═════ PROVIDED MATERIAL

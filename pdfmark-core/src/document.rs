use std::collections::HashMap;
use std::path::{Path, PathBuf};
use std::sync::atomic::{AtomicU64, Ordering};
use std::sync::Arc;

use anyhow::{anyhow, Result};
use once_cell::sync::Lazy;
use parking_lot::Mutex;
use serde::{Deserialize, Serialize};
use uuid::Uuid;

use crate::picker::DestinationMarker;

pub type DocumentId = Uuid;

static DOCUMENT_NAMESPACE: Lazy<Uuid> =
    Lazy::new(|| Uuid::new_v5(&Uuid::NAMESPACE_URL, b"https://pdfmark.invalid/documents"));

/// Stable id for a document, derived from its canonical path.
pub fn document_id_for_path(path: &Path) -> DocumentId {
    let resolved = path
        .canonicalize()
        .or_else(|_| {
            if path.is_absolute() {
                Ok(path.to_path_buf())
            } else {
                std::env::current_dir().map(|cwd| cwd.join(path))
            }
        })
        .unwrap_or_else(|_| path.to_path_buf());
    let rendered = resolved.to_string_lossy();
    Uuid::new_v5(&DOCUMENT_NAMESPACE, rendered.as_bytes())
}

#[derive(Debug, Clone, Serialize, Deserialize, Default)]
pub struct DocumentMetadata {
    pub title: Option<String>,
    pub author: Option<String>,
}

#[derive(Debug, Clone)]
pub struct DocumentInfo {
    pub id: DocumentId,
    pub path: PathBuf,
    pub page_count: u32,
    pub metadata: DocumentMetadata,
}

/// Page size in document units (points).
#[derive(Debug, Clone, Copy, PartialEq)]
pub struct PageSize {
    pub width: f32,
    pub height: f32,
}

#[derive(Debug, Clone, Copy)]
pub struct RenderRequest {
    /// Zero-based page index.
    pub page_index: usize,
    /// Pixels per document unit.
    pub scale: f32,
}

impl Default for RenderRequest {
    fn default() -> Self {
        Self {
            page_index: 0,
            scale: 1.0,
        }
    }
}

/// Tightly packed RGBA raster.
#[derive(Debug, Clone)]
pub struct RenderImage {
    pub width: u32,
    pub height: u32,
    pub pixels: Vec<u8>,
}

pub trait DocumentBackend: Send + Sync {
    fn info(&self) -> &DocumentInfo;
    fn page_size(&self, page_index: usize) -> Result<PageSize>;
    fn render_page(&self, request: RenderRequest) -> Result<RenderImage>;
}

#[async_trait::async_trait]
pub trait DocumentProvider: Send + Sync {
    async fn open(&self, path: &Path) -> Result<Arc<dyn DocumentBackend>>;
}

const CACHE_CAPACITY: usize = 10;

#[derive(Clone, Copy, Debug, Hash, PartialEq, Eq)]
struct CacheKey {
    page_index: usize,
    scale_milli: u32,
}

impl CacheKey {
    fn new(page_index: usize, scale: f32) -> Self {
        Self {
            page_index,
            scale_milli: quantize_scale(scale),
        }
    }

    fn distance(&self, reference_page: usize) -> usize {
        self.page_index.abs_diff(reference_page)
    }
}

fn quantize_scale(scale: f32) -> u32 {
    let scaled = (scale * 1000.0).round();
    if !scaled.is_finite() || scaled <= 0.0 {
        1
    } else if scaled > u32::MAX as f32 {
        u32::MAX
    } else {
        scaled as u32
    }
}

/// Backend wrapper keeping recently rendered pages. When full, the pages
/// furthest from the one being viewed are evicted first.
pub struct PageRenderer {
    backend: Arc<dyn DocumentBackend>,
    cache: Mutex<HashMap<CacheKey, Arc<RenderImage>>>,
}

impl PageRenderer {
    pub fn new(backend: Arc<dyn DocumentBackend>) -> Self {
        Self {
            backend,
            cache: Mutex::new(HashMap::new()),
        }
    }

    pub fn info(&self) -> &DocumentInfo {
        self.backend.info()
    }

    pub fn page_size(&self, page_index: usize) -> Result<PageSize> {
        self.backend.page_size(page_index)
    }

    pub fn render(&self, request: RenderRequest) -> Result<Arc<RenderImage>> {
        let page_count = self.backend.info().page_count as usize;
        if request.page_index >= page_count {
            return Err(anyhow!("page {} out of range", request.page_index + 1));
        }

        let key = CacheKey::new(request.page_index, request.scale);
        if let Some(image) = self.cache.lock().get(&key).cloned() {
            return Ok(image);
        }

        let image = Arc::new(self.backend.render_page(request)?);
        let mut cache = self.cache.lock();
        cache.insert(key, Arc::clone(&image));
        if cache.len() > CACHE_CAPACITY {
            let mut keys: Vec<_> = cache.keys().copied().collect();
            keys.sort_by_key(|k| k.distance(request.page_index));
            for stale in keys.into_iter().skip(CACHE_CAPACITY) {
                cache.remove(&stale);
            }
        }
        Ok(image)
    }

    pub fn cached_pages(&self) -> usize {
        self.cache.lock().len()
    }
}

/// Monotonic counter behind the last-requested-wins render policy. Clones
/// share the same counter, so render workers can drop superseded work.
#[derive(Debug, Clone, Default)]
pub struct RenderGeneration {
    current: Arc<AtomicU64>,
}

impl RenderGeneration {
    pub fn advance(&self) -> u64 {
        self.current.fetch_add(1, Ordering::SeqCst) + 1
    }

    pub fn is_current(&self, generation: u64) -> bool {
        self.current.load(Ordering::SeqCst) == generation
    }
}

/// A page render request tagged with the generation it was issued under.
#[derive(Debug, Clone, PartialEq)]
pub struct RenderTicket {
    pub generation: u64,
    /// One-based page number.
    pub page: u32,
    pub zoom: f32,
    pub marker: Option<DestinationMarker>,
}

impl RenderTicket {
    pub fn request(&self) -> RenderRequest {
        RenderRequest {
            page_index: self.page.saturating_sub(1) as usize,
            scale: self.zoom,
        }
    }
}
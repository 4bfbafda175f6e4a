use super::version_constraint::VersionConstraint;
use serde::{Deserialize, Serialize};

/// A directed graph edge between two vertex names.
#[derive(Debug, Clone, PartialEq, Eq, Serialize, Deserialize)]
pub struct Edge {
    pub from: String,
    pub to: String,
    #[serde(flatten)]
    pub kind: EdgeKind,
}

#[derive(Debug, Clone, PartialEq, Eq, Serialize, Deserialize)]
#[serde(tag = "type", rename_all = "lowercase")]
pub enum EdgeKind {
    /// `from` depends on `to`; `version` is the constraint key, empty when unconstrained
    Dependency {
        #[serde(default)]
        version: String,
    },
    /// `from` is affected by the CVE `to`
    Vulnerability {
        #[serde(default)]
        affected_version: String,
    },
}

impl Edge {
    pub fn dependency(
        from: impl Into<String>,
        to: impl Into<String>,
        version: impl Into<String>,
    ) -> Self {
        Self {
            from: from.into(),
            to: to.into(),
            kind: EdgeKind::Dependency {
                version: version.into(),
            },
        }
    }

    pub fn vulnerability(
        from: impl Into<String>,
        to: impl Into<String>,
        affected_version: impl Into<String>,
    ) -> Self {
        Self {
            from: from.into(),
            to: to.into(),
            kind: EdgeKind::Vulnerability {
                affected_version: affected_version.into(),
            },
        }
    }

    /// Parsed version constraint of a dependency edge
    pub fn version_constraint(&self) -> Option<VersionConstraint> {
        match &self.kind {
            EdgeKind::Dependency { version } => Some(VersionConstraint::parse(version)),
            EdgeKind::Vulnerability { .. } => None,
        }
    }
}

#[cfg(test)]
mod tests {
    use super::*;

    #[test]
    fn test_deserialize_dependency_edge() {
        let edge: Edge = serde_json::from_str(
            r#"{"from": "repo", "to": "requests", "type": "dependency", "version": ">=:2.0"}"#,
        )
        .unwrap();
        assert_eq!(edge, Edge::dependency("repo", "requests", ">=:2.0"));
        assert_eq!(edge.version_constraint().unwrap().clauses().len(), 1);
    }

    #[test]
    fn test_deserialize_dependency_edge_without_version() {
        let edge: Edge =
            serde_json::from_str(r#"{"from": "a", "to": "b", "type": "dependency"}"#).unwrap();
        assert!(edge.version_constraint().unwrap().is_unconstrained());
    }

    #[test]
    fn test_deserialize_vulnerability_edge() {
        let edge: Edge = serde_json::from_str(
            r#"{"from": "requests", "to": "CVE-2018-18074", "type": "vulnerability", "affected_version": "<:2.20.0"}"#,
        )
        .unwrap();
        assert_eq!(
            edge,
            Edge::vulnerability("requests", "CVE-2018-18074", "<:2.20.0")
        );
        assert!(edge.version_constraint().is_none());
    }

    #[test]
    fn test_serialize_keeps_wire_shape() {
        let edge = Edge::vulnerability("pkgA", "CVE-2020-1", "<2.0");
        let value = serde_json::to_value(&edge).unwrap();
        assert_eq!(value["type"], "vulnerability");
        assert_eq!(value["from"], "pkgA");
        assert_eq!(value["affected_version"], "<2.0");
    }
}
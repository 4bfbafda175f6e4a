/// Application services that sit in front of the use case
mod query_resolver;

pub use query_resolver::{QueryResolver, QUERY_PARAM, SKIP_PRUNE_PARAM};
use crate::graph::domain::{InsightsResponse, Report};
use crate::ports::outbound::ReportRepository;
use crate::shared::error::GraphError;
use crate::shared::security::{validate_file_size, validate_regular_file, MAX_REPORT_FILE_SIZE};
use crate::shared::Result;
use async_trait::async_trait;
use serde::Deserialize;
use std::fs;
use std::path::{Path, PathBuf};
use tracing::debug;

/// Either a full insights response or the report it would carry
#[derive(Deserialize)]
#[serde(untagged)]
enum SavedReport {
    Response(InsightsResponse),
    Bare(Report),
}

/// FileReportReader adapter serving a saved insights response from disk
///
/// The query passed to `fetch_insights` is ignored; the file is the answer
/// to whatever was asked. A bare report (no `found` wrapper) counts as found.
pub struct FileReportReader {
    path: PathBuf,
}

impl FileReportReader {
    pub fn new(path: PathBuf) -> Self {
        Self { path }
    }

    fn read_checked(path: &Path) -> Result<String> {
        validate_regular_file(path, "Report file")?;

        let metadata = fs::metadata(path).map_err(|e| GraphError::FileReadError {
            path: path.to_path_buf(),
            details: e.to_string(),
        })?;
        validate_file_size(metadata.len(), path, MAX_REPORT_FILE_SIZE)?;

        fs::read_to_string(path).map_err(|e| {
            GraphError::FileReadError {
                path: path.to_path_buf(),
                details: e.to_string(),
            }
            .into()
        })
    }

    /// Parses a saved response, accepting the bare report shape too
    pub fn parse(content: &str, source_name: &str) -> Result<InsightsResponse> {
        let saved: SavedReport =
            serde_json::from_str(content).map_err(|e| GraphError::ReportParseError {
                source_name: source_name.to_string(),
                details: e.to_string(),
            })?;

        Ok(match saved {
            SavedReport::Response(response) => response,
            SavedReport::Bare(report) => InsightsResponse::found(report),
        })
    }
}

#[async_trait]
impl ReportRepository for FileReportReader {
    async fn fetch_insights(&self, query: &str) -> Result<InsightsResponse> {
        debug!(path = %self.path.display(), query, "Reading saved report");
        let content = Self::read_checked(&self.path)?;
        Self::parse(&content, &self.path.display().to_string())
    }
}
use std::fmt;
use std::path::PathBuf;
use thiserror::Error;

/// Exit codes for the CLI application.
///
/// These codes let scripts tell a missing report apart from a real failure.
#[derive(Debug, Clone, Copy, PartialEq, Eq)]
#[repr(i32)]
pub enum ExitCode {
    /// Success - the graph page was rendered
    Success = 0,
    /// The server has no report for the query; a redirect page was emitted
    ReportNotFound = 1,
    /// Invalid command-line arguments (clap parsing errors)
    InvalidArguments = 2,
    /// Application error (network error, malformed report, file I/O error, etc.)
    ApplicationError = 3,
}

impl ExitCode {
    /// Convert to i32 for use with std::process::exit
    pub fn as_i32(self) -> i32 {
        self as i32
    }
}

impl fmt::Display for ExitCode {
    fn fmt(&self, f: &mut fmt::Formatter<'_>) -> fmt::Result {
        match self {
            ExitCode::Success => write!(f, "Success (0)"),
            ExitCode::ReportNotFound => write!(f, "Report Not Found (1)"),
            ExitCode::InvalidArguments => write!(f, "Invalid Arguments (2)"),
            ExitCode::ApplicationError => write!(f, "Application Error (3)"),
        }
    }
}

/// Application-specific errors for graph rendering.
#[derive(Debug, Error)]
pub enum GraphError {
    #[error("Failed to fetch graph report for '{query}'\nDetails: {details}\n\n💡 Hint: Check that the insights server is running and reachable")]
    ReportFetchError { query: String, details: String },

    #[error("Failed to parse graph report from {source_name}\nDetails: {details}\n\n💡 Hint: The response must be JSON shaped like {{\"found\": true, \"report\": {{...}}}}")]
    ReportParseError { source_name: String, details: String },

    #[error("Server reported a graph for '{query}' but sent no report body")]
    MissingReport { query: String },

    #[error("Invalid page URL: {url}\nReason: {reason}\n\n💡 Hint: Pass an absolute URL such as http://localhost:5000/graph?query=owner/repo")]
    InvalidPageUrl { url: String, reason: String },

    #[error("Invalid server URL: {url}\nReason: {reason}\n\n💡 Hint: Use an absolute http(s) URL such as http://localhost:5000")]
    InvalidServerUrl { url: String, reason: String },

    #[error("Failed to read file: {path}\nDetails: {details}\n\n💡 Hint: Please verify that the file exists and you have read permissions")]
    FileReadError { path: PathBuf, details: String },

    #[error("Failed to write to file: {path}\nDetails: {details}\n\n💡 Hint: Please verify that the directory exists and you have write permissions")]
    FileWriteError { path: PathBuf, details: String },

    #[error("Security violation: {path}\nReason: {reason}\n\n💡 Hint: {hint}")]
    SecurityError {
        path: PathBuf,
        reason: String,
        hint: String,
    },
}
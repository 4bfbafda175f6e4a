use serde::{Deserialize, Deserializer, Serialize};

/// Raw CVSS score as carried by the report.
///
/// The server emits floats, older reports carry strings, and either may be
/// null or absent. The text is kept as received so it can be displayed
/// verbatim; [`CvssScore::value`] interprets it.
#[derive(Debug, Clone, PartialEq, Serialize)]
#[serde(transparent)]
pub struct CvssScore(String);

impl CvssScore {
    pub fn new(text: impl Into<String>) -> Self {
        Self(text.into())
    }

    pub fn as_str(&self) -> &str {
        &self.0
    }

    /// Numeric value of the score, if the text is a finite number.
    pub fn value(&self) -> Option<f64> {
        let trimmed = self.0.trim();
        if trimmed.is_empty() {
            return None;
        }
        trimmed.parse::<f64>().ok().filter(|v| v.is_finite())
    }
}

impl std::fmt::Display for CvssScore {
    fn fmt(&self, f: &mut std::fmt::Formatter<'_>) -> std::fmt::Result {
        write!(f, "{}", self.0)
    }
}

/// Deserializes an optional score from a JSON string, number, or null.
pub(crate) fn deserialize_optional_score<'de, D>(
    deserializer: D,
) -> Result<Option<CvssScore>, D::Error>
where
    D: Deserializer<'de>,
{
    let value = Option::<serde_json::Value>::deserialize(deserializer)?;
    Ok(match value {
        None | Some(serde_json::Value::Null) => None,
        Some(serde_json::Value::String(s)) => Some(CvssScore(s)),
        Some(serde_json::Value::Number(n)) => Some(CvssScore(n.to_string())),
        Some(other) => Some(CvssScore(other.to_string())),
    })
}

/// Display tier of a CVE node.
#[derive(Debug, Clone, Copy, PartialEq, Eq, Hash, Serialize)]
#[serde(rename_all = "lowercase")]
pub enum SeverityTier {
    /// severity < 4
    Low,
    /// 4 <= severity < 8
    High,
    /// severity >= 8, or no parseable score at all
    Critical,
}

impl SeverityTier {
    /// Lower bound of the high tier
    pub const HIGH_THRESHOLD: f64 = 4.0;
    /// Lower bound of the critical tier
    pub const CRITICAL_THRESHOLD: f64 = 8.0;

    /// Tier for a numeric severity. `None` maps to `Critical`.
    pub fn from_severity(severity: Option<f64>) -> Self {
        match severity {
            Some(s) if s < Self::HIGH_THRESHOLD => SeverityTier::Low,
            Some(s) if s < Self::CRITICAL_THRESHOLD => SeverityTier::High,
            _ => SeverityTier::Critical,
        }
    }

    /// Tier from the CVSS v3 score, falling back to v2.
    pub fn from_scores(v3: Option<&CvssScore>, v2: Option<&CvssScore>) -> Self {
        Self::from_severity(effective_severity(v3, v2))
    }

    pub fn as_str(&self) -> &'static str {
        match self {
            SeverityTier::Low => "low",
            SeverityTier::High => "high",
            SeverityTier::Critical => "critical",
        }
    }
}

/// CVSS v3 value if parseable, else CVSS v2 value, else `None` ("unknown").
pub fn effective_severity(v3: Option<&CvssScore>, v2: Option<&CvssScore>) -> Option<f64> {
    v3.and_then(CvssScore::value)
        .or_else(|| v2.and_then(CvssScore::value))
}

══════════

◆ EXERCISE PROMPT ◆
Pull out each line of the listing that holds the string "RenderImage".

◆ RESULT OF THIS EXERCISE ◆
pub struct RenderImage {
    fn render_page(&self, request: RenderRequest) -> Result<RenderImage>;
    cache: Mutex<HashMap<CacheKey, Arc<RenderImage>>>,
    pub fn render(&self, request: RenderRequest) -> Result<Arc<RenderImage>> {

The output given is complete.